女もいとあやしく心 夕顔04章10
原文 読み 意味
女も いとあやしく心得ぬ心地のみして 御使に人を添へ 暁の道をうかがはせ 御在処見せむと尋ぬれど そこはかとなくまどはしつつ さすがに あはれに見ではえあるまじく この人の御心にかかりたれば 便なく軽々しきことと 思ほし返しわびつつ いとしばしばおはします
04049/難易度:☆☆☆
をむな/も いと/あやしく/こころえ/ぬ/ここち/のみ/し/て おほむ-つかひ/に/ひと/を/そへ あかつき/の/みち/を/うかがは/せ おほむ-ありか/みせ/む/と/たづぬれ/ど そこはかとなく/まどはし/つつ さすがに あはれ/に/み/で/は/え/ある/まじく この/ひと/の/みこころ/に/かかり/たれ/ば びんなく/かろがろしき/こと/と おもほし/かへし/わび/つつ いと/しばしば/おはします
女もまったく怪しく納得のいかない気持ちばかりして、君の御使者に人をつけ、朝帰りの帰路を探らせたり、お住まいをつきとめようと調べてみるが、そことはわからぬようにごまかしながらも、さすがに、いとしく思わないではいられなくて、この女が御心にかかって離れないので、困りものの浮ついた気持ちだと、思い返しお嘆きになりながらも、じつに足しげく女のいらっしゃる。

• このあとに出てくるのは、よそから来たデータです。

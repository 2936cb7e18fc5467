//! HTML serialisation of display nodes

use crate::helpers::html_escape;

use super::node::{DisplayNode, NodeContent, NodeKind};

/// Serialise a node sequence to an HTML fragment
pub fn to_html(nodes: &[DisplayNode]) -> String {
    let mut out = String::new();
    for node in nodes {
        write_node(&mut out, node);
    }
    out
}

fn write_node(out: &mut String, node: &DisplayNode) {
    let tag = node.tag();
    let class_attr = node
        .class
        .as_deref()
        .map(|c| format!(r#" class="{}""#, html_escape(c)))
        .unwrap_or_default();

    match &node.kind {
        NodeKind::Separator => {
            out.push_str("<br>");
            return;
        }
        NodeKind::Image { src, alt } => {
            out.push_str(&format!(
                r#"<img src="{}" alt="{}"{}>"#,
                html_escape(src),
                html_escape(alt.as_deref().unwrap_or("")),
                class_attr
            ));
            return;
        }
        _ => {}
    }

    out.push_str(&format!("<{}{}>", tag, class_attr));
    match &node.content {
        NodeContent::Empty => {}
        NodeContent::Text(text) => out.push_str(&html_escape(text)),
        NodeContent::Markup(markup) => out.push_str(markup),
        NodeContent::Children(children) => {
            for child in children {
                write_node(out, child);
            }
        }
    }
    out.push_str(&format!("</{}>", tag));
}

#[cfg(test)]
mod tests {
    use super::*;

    #[test]
    fn test_paragraph_html() {
        let nodes = vec![DisplayNode::paragraph(vec![
            DisplayNode::text("use "),
            DisplayNode::inline_code("Vec<u8>"),
        ])];
        assert_eq!(
            to_html(&nodes),
            r#"<p><span>use </span><span class="code-span">Vec&lt;u8&gt;</span></p>"#
        );
    }

    #[test]
    fn test_void_elements() {
        let nodes = vec![
            DisplayNode::image("https://cdn/a.png?w=1&h=2"),
            DisplayNode::separator(),
        ];
        assert_eq!(
            to_html(&nodes),
            r#"<img src="https://cdn/a.png?w=1&amp;h=2" alt="" class="content-image"><br>"#
        );
    }

    #[test]
    fn test_code_block_html() {
        let nodes = vec![DisplayNode::code_block("rust", "if a < b {}")];
        assert_eq!(
            to_html(&nodes),
            r#"<pre class="line-numbers"><code class="language-rust">if a &lt; b {}</code></pre>"#
        );
    }

    #[test]
    fn test_markup_is_not_escaped() {
        let mut node = DisplayNode::code_block("rust", "fn");
        if let NodeContent::Children(children) = &mut node.content {
            children[0].content = NodeContent::Markup(r#"<span class="keyword">fn</span>"#.into());
        }
        assert!(to_html(&[node]).contains(r#"<span class="keyword">fn</span>"#));
    }
}
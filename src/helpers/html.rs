//! HTML helper functions

use super::url::url_for;
use crate::config::SiteConfig;
use crate::content::{MetaTag, ResponsiveImage};

/// Generate a CSS link tag
///
/// # Examples
/// ```ignore
/// css(&config, "styles/index.css") // -> <link rel="stylesheet" href="/styles/index.css">
/// ```
pub fn css(config: &SiteConfig, path: &str) -> String {
    format!(r#"<link rel="stylesheet" href="{}">"#, asset_url(config, path))
}

/// Generate an anchor tag wrapping already-rendered HTML
///
/// # Examples
/// ```ignore
/// link_to(&config, "/posts/hello/", "<p>Hello</p>", Some("grid__link"))
/// ```
pub fn link_to(config: &SiteConfig, path: &str, inner_html: &str, class: Option<&str>) -> String {
    let class_attr = class
        .map(|c| format!(r#" class="{}""#, html_escape(c)))
        .unwrap_or_default();

    format!(
        r#"<a href="{}"{}>{}</a>"#,
        html_escape(&asset_url(config, path)),
        class_attr,
        inner_html
    )
}

/// Generate an image tag
pub fn image_tag(src: &str, alt: Option<&str>, class: Option<&str>) -> String {
    let class_attr = class
        .map(|c| format!(r#" class="{}""#, html_escape(c)))
        .unwrap_or_default();

    format!(
        r#"<img src="{}" alt="{}"{}>"#,
        html_escape(src),
        html_escape(alt.unwrap_or("")),
        class_attr
    )
}

/// Generate a responsive image: blurred placeholder background plus srcset image
pub fn responsive_image(image: &ResponsiveImage, class: Option<&str>) -> String {
    let mut attrs = vec![
        format!(r#"src="{}""#, html_escape(&image.src)),
        format!(
            r#"alt="{}""#,
            html_escape(image.alt.as_deref().unwrap_or(""))
        ),
    ];
    if let Some(src_set) = &image.src_set {
        attrs.push(format!(r#"srcset="{}""#, html_escape(src_set)));
    }
    if let Some(sizes) = &image.sizes {
        attrs.push(format!(r#"sizes="{}""#, html_escape(sizes)));
    }
    if let Some(width) = image.width {
        attrs.push(format!(r#"width="{}""#, width));
    }
    if let Some(height) = image.height {
        attrs.push(format!(r#"height="{}""#, height));
    }
    if let Some(title) = &image.title {
        attrs.push(format!(r#"title="{}""#, html_escape(title)));
    }
    attrs.push(r#"loading="lazy""#.to_string());

    let mut style = String::from("position: relative; overflow: hidden;");
    if let Some(base64) = &image.base64 {
        style.push_str(&format!(
            " background-image: url({}); background-size: cover;",
            html_escape(base64)
        ));
    } else if let Some(bg) = &image.bg_color {
        style.push_str(&format!(" background-color: {};", html_escape(bg)));
    }

    let class_attr = class
        .map(|c| format!(r#" class="{}""#, html_escape(c)))
        .unwrap_or_default();

    format!(
        r#"<div{} style="{}"><img {} style="width: 100%; height: auto; display: block;"></div>"#,
        class_attr,
        style,
        attrs.join(" ")
    )
}

/// Render a CMS meta tag (`<title>`, `<meta>` or `<link>`)
pub fn meta_tag(tag: &MetaTag) -> Option<String> {
    let attrs = tag
        .attributes
        .iter()
        .flatten()
        .filter_map(|(key, value)| {
            let value = match value {
                serde_json::Value::String(s) => s.clone(),
                serde_json::Value::Null => return None,
                other => other.to_string(),
            };
            Some(format!(r#" {}="{}""#, html_escape(key), html_escape(&value)))
        })
        .collect::<String>();

    match tag.tag.as_str() {
        "title" => Some(format!(
            "<title>{}</title>",
            html_escape(tag.content.as_deref().unwrap_or(""))
        )),
        "meta" | "link" => Some(format!("<{}{}>", tag.tag, attrs)),
        other => {
            tracing::debug!("Ignoring unsupported meta tag <{}>", other);
            None
        }
    }
}

/// Escape HTML special characters
pub fn html_escape(s: &str) -> String {
    s.replace('&', "&amp;")
        .replace('<', "&lt;")
        .replace('>', "&gt;")
        .replace('"', "&quot;")
        .replace('\'', "&#39;")
}

fn asset_url(config: &SiteConfig, path: &str) -> String {
    if path.starts_with("http://") || path.starts_with("https://") || path.starts_with("//") {
        path.to_string()
    } else {
        url_for(config, path)
    }
}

女も いとあやしく心得ぬ心地のみして 御使に人を添へ 暁の道をうかがはせ 御在処見せむと尋ぬれど そこはかとなくまどはしつつ さすがに あはれに見ではえあるまじく この人の御心にかかりたれば 便なく軽々しきことと 思ほし返しわびつつ いとしばしばおはします
大構造と係り受け
古語探訪
見せむ 04049
「見せ」は「見す」で、御使者につけた「人」に様子を調べさせるの意味。「うかがはせ」と「見せ」が並列で「む」にかかる。
そこはか 04049
そこはどこか(何か)の意味。
この人の 04049
主格で「懸り」にかかる。
便なく 04049
自分に関しては不都合でなく、困ったの意味。
いとめやすくしづめたまひて 04049
前の「乱るるをりもある」と対比される。人から妙に見られぬようたかぶる恋心を抑えること。